Sul retro si estende un giardino all’inglese dove si notano alcuni alberi molto antichi tra cui un ginkgo biloba. Rientrando verso la costa dopo neanche una trentina di chilometri incontriamo Dinard una località di mare che ancora conserva un’impronta aristocratica in perfetto stile Belle Époque. Caratteristiche sono le ville che traspirano quell’epoca tra cui la più rappresentativa, Les Roches Brunes, in stile Luigi XIII, e dalla spiaggia de l’Écluse, sabbiosa, animata contraddistinta dalle tende paravento a strisce bianche e blu. Per raggiungerla l’ideale è fare una passeggiata lungo la Promenade des Alliés partendo da Pointe du Moulinet da dove si ha un’ottima visuale sulla città di Saint Malò.

Prima di una visita all’Abbazia di Mont-Saint-Michel, di cui scriverò in un altro articolo, si può fare una pausa a Cancale, nominata “Site Remarquable du Goût”, rimarchevole sito del gusto, il posto giusto dove gustare ostriche e frutti di mare di fronte a Mont Saint-Michel che si erge al centro della baia.
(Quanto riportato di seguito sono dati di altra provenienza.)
//! Movie Graph - CLI
//!
//! Runs the demonstration tour or a single query against the movies graph.

use anyhow::{Context, Result};
use clap::{Parser, Subcommand};
use movie_graph::movies::{tour, Movie, MovieCatalog, TourOptions};
use movie_graph::neo4j::{CypherBackend, GraphClient};
use movie_graph::{Config, Transport};
use serde::Serialize;
use std::path::PathBuf;
use tracing_subscriber::{layer::SubscriberExt, util::SubscriberInitExt};

#[derive(Parser)]
#[command(name = "movie-graph")]
#[command(about = "Typed Cypher queries against the Neo4j movies graph")]
struct Cli {
    /// Path to a YAML config file (defaults to ./config.yaml)
    #[arg(long, env = "MOVIE_GRAPH_CONFIG")]
    config: Option<PathBuf>,

    /// Transport to use, overriding the config file
    #[arg(long, value_enum)]
    transport: Option<Transport>,

    #[command(subcommand)]
    command: Option<Commands>,
}

#[derive(Subcommand)]
enum Commands {
    /// Run every demonstration query in order (default)
    Tour {
        /// Actor whose movies are listed [default: Tom Hanks]
        #[arg(long)]
        actor: Option<String>,

        /// Second actor for the shared-movies query [default: Meg Ryan]
        #[arg(long)]
        co_actor: Option<String>,
    },

    /// List movies
    Movies {
        #[arg(short, long, default_value = "10")]
        limit: u64,
    },

    /// List persons
    People {
        #[arg(short, long, default_value = "10")]
        limit: u64,
    },

    /// One row per movie an actor acted in
    Roles { actor: String },

    /// An actor with all their movies
    Filmography { actor: String },

    /// Movies two actors both acted in
    Shared { actor: String, co_actor: String },

    /// Create a movie
    AddMovie {
        #[arg(long)]
        title: String,

        #[arg(long)]
        released: i64,

        #[arg(long, default_value = "")]
        tagline: String,
    },

    /// Add an ACTED_IN relationship
    Cast { actor: String, title: String },

    /// Remove an ACTED_IN relationship
    Uncast { actor: String, title: String },

    /// Delete a movie
    RemoveMovie { title: String },
}

#[tokio::main]
async fn main() -> Result<()> {
    // Load .env file
    dotenvy::dotenv().ok();

    // Initialize tracing
    tracing_subscriber::registry()
        .with(
            tracing_subscriber::EnvFilter::try_from_default_env()
                .unwrap_or_else(|_| "info,movie_graph=debug".into()),
        )
        .with(tracing_subscriber::fmt::layer())
        .init();

    let cli = Cli::parse();

    let mut config = Config::from_yaml_and_env(cli.config.as_deref())?;
    if let Some(transport) = cli.transport {
        config.transport = transport;
    }
    let command = cli.command.unwrap_or(Commands::Tour {
        actor: None,
        co_actor: None,
    });

    match config.transport {
        Transport::Http => {
            let client = GraphClient::connect_http(
                &config.neo4j_uri,
                &config.neo4j_user,
                &config.neo4j_password,
                &config.neo4j_database,
            )
            .await
            .with_context(|| format!("Failed to connect to Neo4j at {}", config.neo4j_uri))?;
            run_command(MovieCatalog::new(client), command).await
        }
        Transport::Bolt => {
            let client = GraphClient::connect_bolt(
                &config.neo4j_uri,
                &config.neo4j_user,
                &config.neo4j_password,
            )
            .await
            .with_context(|| format!("Failed to connect to Neo4j at {}", config.neo4j_uri))?;
            run_command(MovieCatalog::new(client), command).await
        }
    }
}

async fn run_command<B: CypherBackend>(
    catalog: MovieCatalog<B>,
    command: Commands,
) -> Result<()> {
    match command {
        Commands::Tour { actor, co_actor } => {
            print_json(&tour(&catalog, &tour_options(actor, co_actor)).await?)
        }
        Commands::Movies { limit } => print_json(&catalog.movies(limit).await?),
        Commands::People { limit } => print_json(&catalog.people(limit).await?),
        Commands::Roles { actor } => print_json(&catalog.roles(&actor).await?),
        Commands::Filmography { actor } => print_json(&catalog.filmography(&actor).await?),
        Commands::Shared { actor, co_actor } => {
            print_json(&catalog.shared_movies(&actor, &co_actor).await?)
        }
        Commands::AddMovie {
            title,
            released,
            tagline,
        } => {
            catalog
                .add_movie(&Movie::new(title, released, tagline))
                .await?;
            Ok(())
        }
        Commands::Cast { actor, title } => Ok(catalog.cast(&actor, &title).await?),
        Commands::Uncast { actor, title } => Ok(catalog.uncast(&actor, &title).await?),
        Commands::RemoveMovie { title } => Ok(catalog.remove_movie(&title).await?),
    }
}

/// Tour options with the given actors, falling back to the defaults
fn tour_options(actor: Option<String>, co_actor: Option<String>) -> TourOptions {
    let defaults = TourOptions::default();
    TourOptions {
        actor: actor.unwrap_or(defaults.actor),
        co_actor: co_actor.unwrap_or(defaults.co_actor),
        ..defaults
    }
}

fn print_json<T: Serialize>(value: &T) -> Result<()> {
    println!("{}", serde_json::to_string_pretty(value)?);
    Ok(())
}
//! Mapping positional result rows into typed records

use super::error::{GraphError, Result};
use serde::de::DeserializeOwned;
use serde_json::{Map, Value};

/// Decode rows returned for `columns`.
///
/// With a single column each row's value is decoded directly (`RETURN m`
/// yields `Vec<Movie>`). With several columns each row becomes an object
/// keyed by column name and is decoded as a whole.
pub fn decode_rows<T: DeserializeOwned>(
    columns: &[String],
    rows: Vec<Vec<Value>>,
) -> Result<Vec<T>> {
    rows.into_iter()
        .enumerate()
        .map(|(i, row)| {
            decode_row(columns, row).map_err(|e| match e {
                GraphError::Decode(msg) => GraphError::Decode(format!("row {}: {}", i, msg)),
                other => other,
            })
        })
        .collect()
}

fn decode_row<T: DeserializeOwned>(columns: &[String], row: Vec<Value>) -> Result<T> {
    if row.len() != columns.len() {
        return Err(GraphError::Decode(format!(
            "expected {} columns, got {}",
            columns.len(),
            row.len()
        )));
    }

    let value = if columns.len() == 1 {
        row.into_iter().next().unwrap_or(Value::Null)
    } else {
        let object: Map<String, Value> = columns.iter().cloned().zip(row).collect();
        Value::Object(object)
    };

    Ok(serde_json::from_value(value)?)
}
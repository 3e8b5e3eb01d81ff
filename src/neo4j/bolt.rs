//! Bolt backend built on `neo4rs`

use super::traits::CypherBackend;
use crate::cypher::{Result, Statement};
use async_trait::async_trait;
use neo4rs::{query, BoltList, BoltMap, BoltNull, BoltString, BoltType, Graph, Query};
use serde::de::DeserializeOwned;
use serde_json::Value;
use std::sync::Arc;

/// Backend speaking Bolt to a Neo4j server
pub struct BoltBackend {
    graph: Arc<Graph>,
}

impl BoltBackend {
    /// Connect to a Neo4j server over Bolt
    pub async fn connect(uri: &str, user: &str, password: &str) -> Result<Self> {
        let graph = Graph::new(uri, user, password).await?;
        tracing::info!("Connected to Neo4j over Bolt at {}", uri);

        Ok(Self {
            graph: Arc::new(graph),
        })
    }

    fn to_query(statement: &Statement) -> Query {
        statement
            .parameters
            .iter()
            .fold(query(&statement.text), |q, (name, value)| {
                q.param(name, json_to_bolt(value))
            })
    }
}

/// Convert a JSON parameter value into its Bolt counterpart
fn json_to_bolt(value: &Value) -> BoltType {
    match value {
        Value::Null => BoltType::Null(BoltNull),
        Value::Bool(b) => BoltType::from(*b),
        Value::Number(n) => match n.as_i64() {
            Some(i) => BoltType::from(i),
            None => BoltType::from(n.as_f64().unwrap_or_default()),
        },
        Value::String(s) => BoltType::from(s.as_str()),
        Value::Array(items) => {
            let mut list = BoltList::new();
            for item in items {
                list.push(json_to_bolt(item));
            }
            BoltType::List(list)
        }
        Value::Object(map) => {
            let mut bolt = BoltMap::new();
            for (key, item) in map {
                bolt.put(BoltString::from(key.as_str()), json_to_bolt(item));
            }
            BoltType::Map(bolt)
        }
    }
}

#[async_trait]
impl CypherBackend for BoltBackend {
    async fn run(&self, statement: &Statement) -> Result<()> {
        self.graph.run(Self::to_query(statement)).await?;
        Ok(())
    }

    async fn fetch<T>(&self, statement: &Statement) -> Result<Vec<T>>
    where
        T: DeserializeOwned + Send + 'static,
    {
        let mut result = self.graph.execute(Self::to_query(statement)).await?;
        let mut items = Vec::new();

        while let Some(row) = result.next().await? {
            let item = match statement.columns.as_slice() {
                [column] => row.get::<T>(column)?,
                _ => row.to::<T>()?,
            };
            items.push(item);
        }

        Ok(items)
    }

    fn name(&self) -> &'static str {
        "bolt"
    }
}
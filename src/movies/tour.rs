//! The fixed sequence of demonstration queries
//!
//! Reads a sample of the graph, then creates a movie, casts an actor in it
//! and removes both again, leaving the graph as it was found.

use super::catalog::MovieCatalog;
use super::models::Movie;
use crate::cypher::Result;
use crate::neo4j::CypherBackend;
use serde::Serialize;

/// Inputs of the tour
#[derive(Debug, Clone)]
pub struct TourOptions {
    pub limit: u64,
    pub actor: String,
    pub co_actor: String,
    pub movie: Movie,
}

impl Default for TourOptions {
    fn default() -> Self {
        Self {
            limit: 10,
            actor: "Tom Hanks".into(),
            co_actor: "Meg Ryan".into(),
            movie: Movie::new("Really New", 2020, "Should be interesting..."),
        }
    }
}

/// What the tour found along the way
#[derive(Debug, Clone, Default, PartialEq, Eq, Serialize)]
pub struct TourReport {
    pub movies: usize,
    pub people: usize,
    pub roles: usize,
    pub filmography: usize,
    pub shared_movies: i64,
}

/// Run every demonstration query in order
pub async fn tour<B: CypherBackend>(
    catalog: &MovieCatalog<B>,
    options: &TourOptions,
) -> Result<TourReport> {
    let mut report = TourReport::default();

    let movies = catalog.movies(options.limit).await?;
    for movie in &movies {
        tracing::info!(released = movie.released, "Movie: {}", movie.title);
    }
    report.movies = movies.len();

    let people = catalog.people(options.limit).await?;
    for person in &people {
        tracing::info!(born = person.born, "Person: {}", person.name);
    }
    report.people = people.len();

    let roles = catalog.roles(&options.actor).await?;
    for role in &roles {
        tracing::info!("{} acted in {}", role.actor.name, role.movie.title);
    }
    report.roles = roles.len();

    if let Some(film) = catalog.filmography(&options.actor).await? {
        tracing::info!("{} has {} movies", film.actor.name, film.movies.len());
        report.filmography = film.movies.len();
    }

    if let Some(shared) = catalog
        .shared_movies(&options.actor, &options.co_actor)
        .await?
    {
        let titles: Vec<&str> = shared.movies.iter().map(|m| m.title.as_str()).collect();
        tracing::info!(
            "{} and {} share {} movies: {}",
            shared.actor.name,
            shared.co_actor.name,
            shared.count,
            titles.join(", ")
        );
        report.shared_movies = shared.count;
    }

    catalog.add_movie(&options.movie).await?;
    catalog.cast(&options.actor, &options.movie.title).await?;
    catalog.uncast(&options.actor, &options.movie.title).await?;
    catalog.remove_movie(&options.movie.title).await?;

    tracing::info!(
        "Tour complete: {} movies, {} people, {} roles",
        report.movies,
        report.people,
        report.roles
    );

    Ok(report)
}

#[cfg(test)]
mod tests {
    use super::*;
    use crate::neo4j::mock::MockBackend;
    use crate::neo4j::GraphClient;
    use serde_json::json;

    #[tokio::test]
    async fn test_tour_runs_queries_in_order() {
        let backend = MockBackend::new();
        backend
            .push_rows(vec![vec![json!({"title": "The Matrix", "released": 1999})]])
            .await;
        backend
            .push_rows(vec![
                vec![json!({"name": "Keanu Reeves", "born": 1964})],
                vec![json!({"name": "Carrie-Anne Moss", "born": 1967})],
            ])
            .await;
        let catalog = MovieCatalog::new(GraphClient::new(backend));

        let report = tour(&catalog, &TourOptions::default()).await.unwrap();
        assert_eq!(
            report,
            TourReport {
                movies: 1,
                people: 2,
                ..Default::default()
            }
        );

        let texts = catalog.client().backend().texts().await;
        assert_eq!(texts.len(), 9);
        assert!(texts[0].starts_with("MATCH (m:Movie)"));
        assert!(texts[1].starts_with("MATCH (p:Person)"));
        assert!(texts[2].ends_with("RETURN actor, actorMovies AS movie"));
        assert!(texts[3].contains("collect(actorMovies)"));
        assert!(texts[4].contains("count(jointMovies)"));
        assert!(texts[5].starts_with("CREATE (nm:Movie"));
        assert!(texts[6].contains("CREATE (tom)-[:ACTED_IN]->(nm)"));
        assert!(texts[7].ends_with("DELETE r"));
        assert!(texts[8].ends_with("DELETE nm"));
    }

    #[tokio::test]
    async fn test_tour_uses_options() {
        let catalog = MovieCatalog::new(GraphClient::new(MockBackend::new()));
        let options = TourOptions {
            limit: 3,
            actor: "Keanu Reeves".into(),
            co_actor: "Hugo Weaving".into(),
            movie: Movie::new("Scratch", 2021, ""),
        };
        tour(&catalog, &options).await.unwrap();

        let sent = catalog.client().backend().statements.read().await;
        assert!(sent[0].text.ends_with("LIMIT 3"));
        assert_eq!(sent[4].parameters["actorName2"], json!("Hugo Weaving"));
        assert_eq!(sent[8].parameters["movieTitle"], json!("Scratch"));
    }
}
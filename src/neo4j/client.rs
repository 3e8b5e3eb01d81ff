//! Graph client submitting Cypher queries through a backend

use super::bolt::BoltBackend;
use super::http::HttpBackend;
use super::traits::CypherBackend;
use crate::cypher::{CypherQuery, Result};
use serde::de::DeserializeOwned;

/// Client for Neo4j operations
pub struct GraphClient<B: CypherBackend> {
    backend: B,
}

impl GraphClient<HttpBackend> {
    /// Connect over the HTTP transactional endpoint
    pub async fn connect_http(
        uri: &str,
        user: &str,
        password: &str,
        database: &str,
    ) -> Result<Self> {
        Ok(Self::new(
            HttpBackend::connect(uri, user, password, database).await?,
        ))
    }
}

impl GraphClient<BoltBackend> {
    /// Connect over Bolt
    pub async fn connect_bolt(uri: &str, user: &str, password: &str) -> Result<Self> {
        Ok(Self::new(BoltBackend::connect(uri, user, password).await?))
    }
}

impl<B: CypherBackend> GraphClient<B> {
    pub fn new(backend: B) -> Self {
        Self { backend }
    }

    pub fn backend(&self) -> &B {
        &self.backend
    }

    /// Build the query, execute it and decode every result row into `T`
    pub async fn results<T>(&self, query: CypherQuery) -> Result<Vec<T>>
    where
        T: DeserializeOwned + Send + 'static,
    {
        let statement = query.build()?;
        tracing::debug!(
            backend = self.backend.name(),
            columns = ?statement.columns,
            "Fetching: {}",
            statement.text
        );
        let rows = self.backend.fetch(&statement).await?;
        tracing::debug!("Fetched {} rows", rows.len());
        Ok(rows)
    }

    /// Build the query and execute it, expecting no results
    pub async fn execute_without_results(&self, query: CypherQuery) -> Result<()> {
        let statement = query.build()?;
        tracing::debug!(backend = self.backend.name(), "Executing: {}", statement.text);
        self.backend.run(&statement).await
    }
}
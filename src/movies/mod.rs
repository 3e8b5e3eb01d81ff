//! The movies sample graph: records, queries and the demonstration tour

pub mod catalog;
pub mod models;
pub mod queries;
pub mod tour;

pub use catalog::MovieCatalog;
pub use models::*;
pub use tour::{tour, TourOptions, TourReport};
use thiserror::Error;

pub type Result<T> = std::result::Result<T, GraphError>;

#[derive(Debug, Error)]
pub enum GraphError {
    #[error("Query has no clauses")]
    EmptyQuery,

    #[error("Invalid parameter name: {0:?}")]
    InvalidParameterName(String),

    #[error("Parameter ${0} is referenced but never bound")]
    UnboundParameter(String),

    #[error("Parameter error: {0}")]
    Parameter(String),

    #[error("Network error: {0}")]
    Network(String),

    #[error("HTTP error (status {status}): {message}")]
    Http { status: u16, message: String },

    #[error("Server error {code}: {message}")]
    Server { code: String, message: String },

    #[error("Decode error: {0}")]
    Decode(String),

    #[error("Bolt error: {0}")]
    Bolt(String),

    #[error("Config error: {0}")]
    Config(String),
}

impl From<reqwest::Error> for GraphError {
    fn from(err: reqwest::Error) -> Self {
        GraphError::Network(err.to_string())
    }
}

impl From<serde_json::Error> for GraphError {
    fn from(err: serde_json::Error) -> Self {
        GraphError::Decode(err.to_string())
    }
}

impl From<neo4rs::Error> for GraphError {
    fn from(err: neo4rs::Error) -> Self {
        GraphError::Bolt(err.to_string())
    }
}

impl From<neo4rs::DeError> for GraphError {
    fn from(err: neo4rs::DeError) -> Self {
        GraphError::Decode(err.to_string())
    }
}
Sulla via del ritorno mi sono fermato nella foresta di Paimpont, nota anche come foresta di Brocéliande. Una foresta come ce ne sono molte, anche in Italia, contorti sentieri sterrati, che si perdono tra le querce e i faggi, che costeggiano piccoli laghi e che sono attraversati da cervi, caprioli e cinghiali. La sua “fortuna” è la ricchezza di leggende che la vedono come il luogo dove si svolgono le storie di Chrétien de Troyes, colui che scrisse le vicende di Lancillotto e Parsifal. In questo luogo le leggende e la magia pervadono l’aria, qui c’è la Tomba di Mago Merlino, prima era una sepoltura megalitica di cui oggi sono rimaste solo due pietre, vicinissima la fontana della giovinezza, un’altra è la fontana di Barenton, che rilascia bolle di azoto, si dice che quest’acqua curi la tigna, plachi la pazzia e faccia trovare marito alle fanciulle. Il luogo dove Merlino ha incontrato la bella Viviana, la dama del lago, colei che lo sedusse e lo imprigionò in una caverna. Seguendo il percorso ad anello che porta alla valle senza ritorno, dove viveva la fata Morgana, si incontrano altre luoghi “magici”, come la roccia dei falsi amanti, l’amante della fata e un’altra donna, con cui venne sorpreso, vennero trasformati in pietra. La fata presa dalla rabbia lanciò anche una maledizione su chi attraversava questa stretta valle, oppure lo specchio delle fate, un lago immobile, circondato da alti alberi che non permettono al vento di spostare le acque, vi vivevano sette fate.